Política cultural = política de saúde mental

Publicado por Vitor Pordeus em 20/10/2015

Como a política cultural determina a saúde mental?

No Brasil vivemos colonizados em todos os setores, infelizmente ainda somos uma colônia agropecuária, mas especialmente no campo vital da cultura que segundo demonstra a experiência simboliza a nossa saúde mental coletiva. Nossa cultura reflete ainda o projeto de futuro de país, o cuidado com as crianças, que cuidarão de nós quando formos velhos, e o cuidado com os idosos, a memória, a história, o patrimônio, quer dizer, significa nossa visão de mundo, nossos valores, nossas práticas e explicações, que moldam as diferentes gerações que compõe uma nação. Vejamos, no Brasil a esmagadora maioria, 80%, dos investimentos financeiros em cultura derivam da Lei Rouanet, que carimba projetos de certos produtores escolhidos politicamente por empresários, donos de empresa, diretores de marketing e propaganda, que então deixam de pagar os impostos e tem, uma campanha cultural de marketing, com espetáculos, filmes, novelas, peças, revistas, publicações, livros, televisão para vender seus produtos e seus artistas exclusivos sempre prontos para promover sabonete e carne, e lutar pela manutenção deste privilégio cultural gravíssimo que sacrifica a vida cultural de nossas comunidades e nação, de nossas grandes cidades que estão convertidas a sistemas de guetos e intensa violência que geram lucro em cada uma dessas fases.

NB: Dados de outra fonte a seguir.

use std::collections::HashMap;

use tiny_core::lang::keywords;
use tiny_core::lang::symbols;

#[test]
fn keywords_spellings_unique_and_resolvable() {
    let mut seen: HashMap<&'static str, keywords::KeywordId> = HashMap::new();

    for info in keywords::KEYWORDS {
        assert_eq!(
            keywords::from_str(info.canonical),
            Some(info.id),
            "keyword canonical spelling not resolvable: {}",
            info.canonical
        );
        assert_eq!(
            keywords::as_str(info.id),
            info.canonical,
            "keyword as_str mismatch for {:?}",
            info.id
        );

        if let Some(prev) = seen.insert(info.canonical, info.id) {
            panic!(
                "duplicate keyword spelling {:?}: {:?} and {:?}",
                info.canonical, prev, info.id
            );
        }
    }
}

#[test]
fn keywords_are_ascii_lowercase_letters() {
    for info in keywords::KEYWORDS {
        assert!(
            info.canonical.chars().all(|c| c.is_ascii_lowercase()),
            "keyword {:?} must be made of lowercase ASCII letters",
            info.canonical
        );
    }
}

#[test]
fn keyword_table_follows_declaration_order() {
    for (index, info) in keywords::KEYWORDS.iter().enumerate() {
        assert_eq!(info.id as usize, index, "KEYWORDS out of order at {:?}", info.id);
    }
}

#[test]
fn symbols_spellings_unique_and_resolvable() {
    let mut seen: HashMap<&'static str, symbols::SymbolId> = HashMap::new();

    for info in symbols::SYMBOLS {
        assert_eq!(
            symbols::from_str(info.spelling),
            Some(info.id),
            "symbol spelling not resolvable: {}",
            info.spelling
        );
        assert_eq!(symbols::as_str(info.id), info.spelling);

        if let Some(prev) = seen.insert(info.spelling, info.id) {
            panic!(
                "duplicate symbol spelling {:?}: {:?} and {:?}",
                info.spelling, prev, info.id
            );
        }
    }
}

#[test]
fn symbol_table_follows_declaration_order() {
    for (index, info) in symbols::SYMBOLS.iter().enumerate() {
        assert_eq!(info.id as usize, index, "SYMBOLS out of order at {:?}", info.id);
    }
}

#[test]
fn assign_is_the_only_multi_char_symbol() {
    let long: Vec<_> = symbols::SYMBOLS
        .iter()
        .filter(|s| s.spelling.len() > 1)
        .map(|s| s.spelling)
        .collect();
    assert_eq!(long, vec![":="]);
}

Quer dizer, não há política cultural verdadeira em curso no Brasil, há uma campanha colonizatória que infelizmente é de séculos e já foi naturalizada pelo Brasileiro que sempre tem gente o suficiente para realimentar essa engrenagem onde a velha elite controla o país com seu nível educacional, científico, cultural superiores, treinados nas cidades do velho mundo ou no super-velho mundo os Estados Unidos, vem com tudo, com uma verdadeira ansiedade por controlar, por influir, por criticar em excesso, e trair o afeto recebido dos nossos ancestrais índios, empurrando esse materialismo financista fanático com um único modelo de realidade embutido. Aqui reside todo o perigo. Aqui se instala o controle ideológico inconsciente , que nós sabemos, é originada no uso populacional em Stalin e Goebbels, é altíssima violência, é coisa nazista, no realismo socialista, no realismo e hiperrealismo que dominam a linguagem cultural que domina o Brasil. Realismo quer dizer uma escola da arte que pretende retratar com máxima realidade um certo fenômeno, então os atores encenam como se tudo fosse verdade, com perfeição de detalhes e efeitos especiais, muitos close-ups, planos de câmera fechados no rosto, e tudo é levado muito a sério, há uma hipertrofia, em certos casos colossal,do Ego - o conjunto de ideias que temos sobre nós próprios - vai inflando, vai inflando e pronto, já não existe outro modelo de realidade, e podem assassinar os negros jovens do Brasil que eu nem vejo, podem destruir o sistema cultural que estou anestesiado, a educação pode ser a pior do mundo que nem me dou conta, eu vejo novela e assisto televisão. Entendem?

Que venha o debate e a adoção de práticas culturais humanizantes, coletivas, comunitárias, que emanam das pessoas e das comunidades, o teatro, a música, a poesia, toda acultura popular, o carnaval, os reizados, os bumba meu boi, os cortejos, as procissões, os festivais de bairro, a vida cultural na ágora, na praça, no berço histórico da democracia direta que nos é útil desde sempre na mediação dos conflitos familiares, comunitários, na tradição, na produção de memória, identidade, cuidado de si, do outro e do mundo. É como fazemos saúde mental em experiências documentadas e publicadas, hoje objeto de tese de doutoramento na divisão de psiquiatria transcultural e social da Universidade McGill, uma das mais prestigiosas do mundo, muito desejosos que nosso Brasil acorde para essa questão. Há de dar certo. Salve Glauber Rocha, Lygia Clark, Helio Oiticica, Nise da Silveira, Darcy Ribeiro e tantos outros ancestrais que ousaram pensa e praticar parar a cultura dar certo no Brasil.